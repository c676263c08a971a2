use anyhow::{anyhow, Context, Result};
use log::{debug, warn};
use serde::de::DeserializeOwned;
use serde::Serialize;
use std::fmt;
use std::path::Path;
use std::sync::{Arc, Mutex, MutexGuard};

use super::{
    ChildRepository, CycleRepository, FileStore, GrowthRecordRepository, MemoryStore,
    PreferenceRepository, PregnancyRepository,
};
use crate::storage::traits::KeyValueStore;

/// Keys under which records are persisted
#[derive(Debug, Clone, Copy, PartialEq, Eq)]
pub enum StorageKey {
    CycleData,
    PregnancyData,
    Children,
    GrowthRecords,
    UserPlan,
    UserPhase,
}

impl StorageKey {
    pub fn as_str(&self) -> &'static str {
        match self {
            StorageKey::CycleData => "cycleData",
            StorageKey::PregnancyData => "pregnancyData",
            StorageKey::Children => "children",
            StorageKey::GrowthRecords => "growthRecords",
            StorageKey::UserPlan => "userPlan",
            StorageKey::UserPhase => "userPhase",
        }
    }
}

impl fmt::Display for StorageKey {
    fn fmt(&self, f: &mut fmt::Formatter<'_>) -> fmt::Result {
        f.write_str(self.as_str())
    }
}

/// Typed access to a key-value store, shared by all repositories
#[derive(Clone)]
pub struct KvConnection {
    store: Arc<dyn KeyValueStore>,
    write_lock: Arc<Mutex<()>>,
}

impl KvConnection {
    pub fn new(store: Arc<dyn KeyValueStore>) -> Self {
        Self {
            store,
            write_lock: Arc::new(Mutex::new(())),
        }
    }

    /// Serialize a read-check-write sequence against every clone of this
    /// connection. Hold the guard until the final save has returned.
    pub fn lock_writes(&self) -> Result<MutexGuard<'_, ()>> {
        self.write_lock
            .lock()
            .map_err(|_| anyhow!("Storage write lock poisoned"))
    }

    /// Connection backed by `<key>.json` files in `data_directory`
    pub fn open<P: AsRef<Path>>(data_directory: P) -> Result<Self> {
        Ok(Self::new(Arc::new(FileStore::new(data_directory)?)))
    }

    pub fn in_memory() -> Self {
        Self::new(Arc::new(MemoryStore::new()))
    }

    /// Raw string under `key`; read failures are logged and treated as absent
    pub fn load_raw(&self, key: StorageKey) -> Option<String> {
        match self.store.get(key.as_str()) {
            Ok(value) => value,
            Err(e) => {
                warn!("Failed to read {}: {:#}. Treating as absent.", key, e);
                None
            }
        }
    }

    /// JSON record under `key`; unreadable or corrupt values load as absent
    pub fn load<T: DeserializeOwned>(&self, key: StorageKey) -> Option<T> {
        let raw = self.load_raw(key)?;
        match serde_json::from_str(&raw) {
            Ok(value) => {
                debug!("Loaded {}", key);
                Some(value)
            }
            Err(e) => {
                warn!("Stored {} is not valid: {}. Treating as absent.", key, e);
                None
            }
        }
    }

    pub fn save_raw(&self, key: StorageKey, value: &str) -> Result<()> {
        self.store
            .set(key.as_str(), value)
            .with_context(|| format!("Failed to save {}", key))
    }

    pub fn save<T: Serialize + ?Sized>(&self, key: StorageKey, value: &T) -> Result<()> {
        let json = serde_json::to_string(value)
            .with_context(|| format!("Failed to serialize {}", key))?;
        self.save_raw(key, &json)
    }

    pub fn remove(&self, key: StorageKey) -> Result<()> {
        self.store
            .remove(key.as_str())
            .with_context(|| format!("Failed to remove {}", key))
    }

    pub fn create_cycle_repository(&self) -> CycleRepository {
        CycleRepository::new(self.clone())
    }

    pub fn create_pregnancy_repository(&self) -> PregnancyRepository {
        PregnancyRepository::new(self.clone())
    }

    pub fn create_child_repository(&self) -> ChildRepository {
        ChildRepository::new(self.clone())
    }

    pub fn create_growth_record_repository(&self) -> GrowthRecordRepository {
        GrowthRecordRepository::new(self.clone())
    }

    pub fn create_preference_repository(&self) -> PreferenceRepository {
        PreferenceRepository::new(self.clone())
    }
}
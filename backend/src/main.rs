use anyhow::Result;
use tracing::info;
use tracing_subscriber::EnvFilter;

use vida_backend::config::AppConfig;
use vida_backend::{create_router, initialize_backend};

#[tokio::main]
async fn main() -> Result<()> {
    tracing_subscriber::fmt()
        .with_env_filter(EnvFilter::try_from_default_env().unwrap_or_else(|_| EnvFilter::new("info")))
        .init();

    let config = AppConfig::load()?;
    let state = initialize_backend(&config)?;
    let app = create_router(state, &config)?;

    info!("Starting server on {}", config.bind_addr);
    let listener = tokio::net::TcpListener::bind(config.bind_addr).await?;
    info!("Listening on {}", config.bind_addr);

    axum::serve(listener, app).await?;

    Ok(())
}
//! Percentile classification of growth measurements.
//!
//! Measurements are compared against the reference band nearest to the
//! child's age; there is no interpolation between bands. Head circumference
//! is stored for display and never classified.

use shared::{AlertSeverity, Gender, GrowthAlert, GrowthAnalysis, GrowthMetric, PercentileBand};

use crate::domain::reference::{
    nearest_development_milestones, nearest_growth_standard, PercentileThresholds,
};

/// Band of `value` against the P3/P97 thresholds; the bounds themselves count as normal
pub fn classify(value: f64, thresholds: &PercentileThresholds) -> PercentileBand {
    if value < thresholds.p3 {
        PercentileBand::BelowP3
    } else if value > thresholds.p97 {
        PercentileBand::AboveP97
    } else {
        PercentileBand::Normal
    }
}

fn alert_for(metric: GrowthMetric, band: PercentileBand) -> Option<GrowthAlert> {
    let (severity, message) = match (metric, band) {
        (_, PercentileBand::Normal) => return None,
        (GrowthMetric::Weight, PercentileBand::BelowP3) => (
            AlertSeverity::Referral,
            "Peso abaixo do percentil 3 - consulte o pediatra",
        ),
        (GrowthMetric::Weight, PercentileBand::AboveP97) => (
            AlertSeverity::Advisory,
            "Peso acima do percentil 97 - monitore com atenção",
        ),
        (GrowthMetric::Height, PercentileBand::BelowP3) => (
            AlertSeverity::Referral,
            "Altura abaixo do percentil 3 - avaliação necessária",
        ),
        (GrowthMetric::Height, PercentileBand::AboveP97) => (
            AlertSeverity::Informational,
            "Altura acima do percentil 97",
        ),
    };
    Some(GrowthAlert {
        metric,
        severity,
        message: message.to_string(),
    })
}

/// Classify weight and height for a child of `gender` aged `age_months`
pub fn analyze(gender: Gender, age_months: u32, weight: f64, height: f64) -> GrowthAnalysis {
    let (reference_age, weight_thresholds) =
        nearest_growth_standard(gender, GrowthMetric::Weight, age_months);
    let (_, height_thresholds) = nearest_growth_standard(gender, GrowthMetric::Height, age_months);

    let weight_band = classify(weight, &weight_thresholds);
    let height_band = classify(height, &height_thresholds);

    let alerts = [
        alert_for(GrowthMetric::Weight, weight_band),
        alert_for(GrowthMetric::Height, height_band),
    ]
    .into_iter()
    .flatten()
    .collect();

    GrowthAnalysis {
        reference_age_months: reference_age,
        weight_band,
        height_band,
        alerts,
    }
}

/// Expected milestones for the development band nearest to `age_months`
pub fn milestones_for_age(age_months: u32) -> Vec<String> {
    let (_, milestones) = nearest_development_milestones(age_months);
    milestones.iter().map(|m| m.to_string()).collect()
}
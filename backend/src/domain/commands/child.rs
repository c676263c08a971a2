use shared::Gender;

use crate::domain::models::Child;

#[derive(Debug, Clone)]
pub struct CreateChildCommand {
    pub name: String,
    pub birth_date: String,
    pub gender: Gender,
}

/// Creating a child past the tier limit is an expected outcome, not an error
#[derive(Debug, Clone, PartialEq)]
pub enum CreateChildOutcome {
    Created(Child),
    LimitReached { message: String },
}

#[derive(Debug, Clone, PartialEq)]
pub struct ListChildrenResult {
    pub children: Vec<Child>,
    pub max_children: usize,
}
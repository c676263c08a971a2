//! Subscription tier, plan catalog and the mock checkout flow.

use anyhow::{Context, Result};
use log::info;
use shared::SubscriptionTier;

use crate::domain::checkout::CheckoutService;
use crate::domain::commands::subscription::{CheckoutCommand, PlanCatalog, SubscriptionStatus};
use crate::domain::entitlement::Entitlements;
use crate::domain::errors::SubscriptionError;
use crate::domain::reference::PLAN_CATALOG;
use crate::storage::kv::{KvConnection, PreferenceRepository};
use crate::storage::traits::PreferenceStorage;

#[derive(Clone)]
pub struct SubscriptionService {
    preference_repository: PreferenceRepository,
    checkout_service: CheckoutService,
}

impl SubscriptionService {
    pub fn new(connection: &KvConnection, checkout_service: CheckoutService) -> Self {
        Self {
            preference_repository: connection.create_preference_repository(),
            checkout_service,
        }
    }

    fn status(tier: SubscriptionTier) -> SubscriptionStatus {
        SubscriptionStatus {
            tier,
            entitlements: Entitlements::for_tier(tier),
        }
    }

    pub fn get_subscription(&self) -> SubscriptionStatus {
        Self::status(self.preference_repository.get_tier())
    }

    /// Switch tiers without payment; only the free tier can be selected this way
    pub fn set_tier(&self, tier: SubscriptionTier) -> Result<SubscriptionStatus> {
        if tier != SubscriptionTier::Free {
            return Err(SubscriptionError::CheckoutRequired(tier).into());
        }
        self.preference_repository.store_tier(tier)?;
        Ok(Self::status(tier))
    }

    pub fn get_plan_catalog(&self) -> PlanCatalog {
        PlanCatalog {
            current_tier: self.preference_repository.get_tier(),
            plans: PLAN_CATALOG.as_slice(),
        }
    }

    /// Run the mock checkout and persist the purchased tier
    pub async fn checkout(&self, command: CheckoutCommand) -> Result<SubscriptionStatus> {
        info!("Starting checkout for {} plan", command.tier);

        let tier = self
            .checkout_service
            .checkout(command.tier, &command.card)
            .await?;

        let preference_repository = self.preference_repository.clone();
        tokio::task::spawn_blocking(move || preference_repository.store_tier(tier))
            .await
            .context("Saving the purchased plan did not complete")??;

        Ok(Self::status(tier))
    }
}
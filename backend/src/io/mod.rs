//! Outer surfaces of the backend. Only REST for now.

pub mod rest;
==*==
Required work:
Every line containing the string "anyhow" in the entries should be counted; give the resulting number and nothing else.

Solution:
4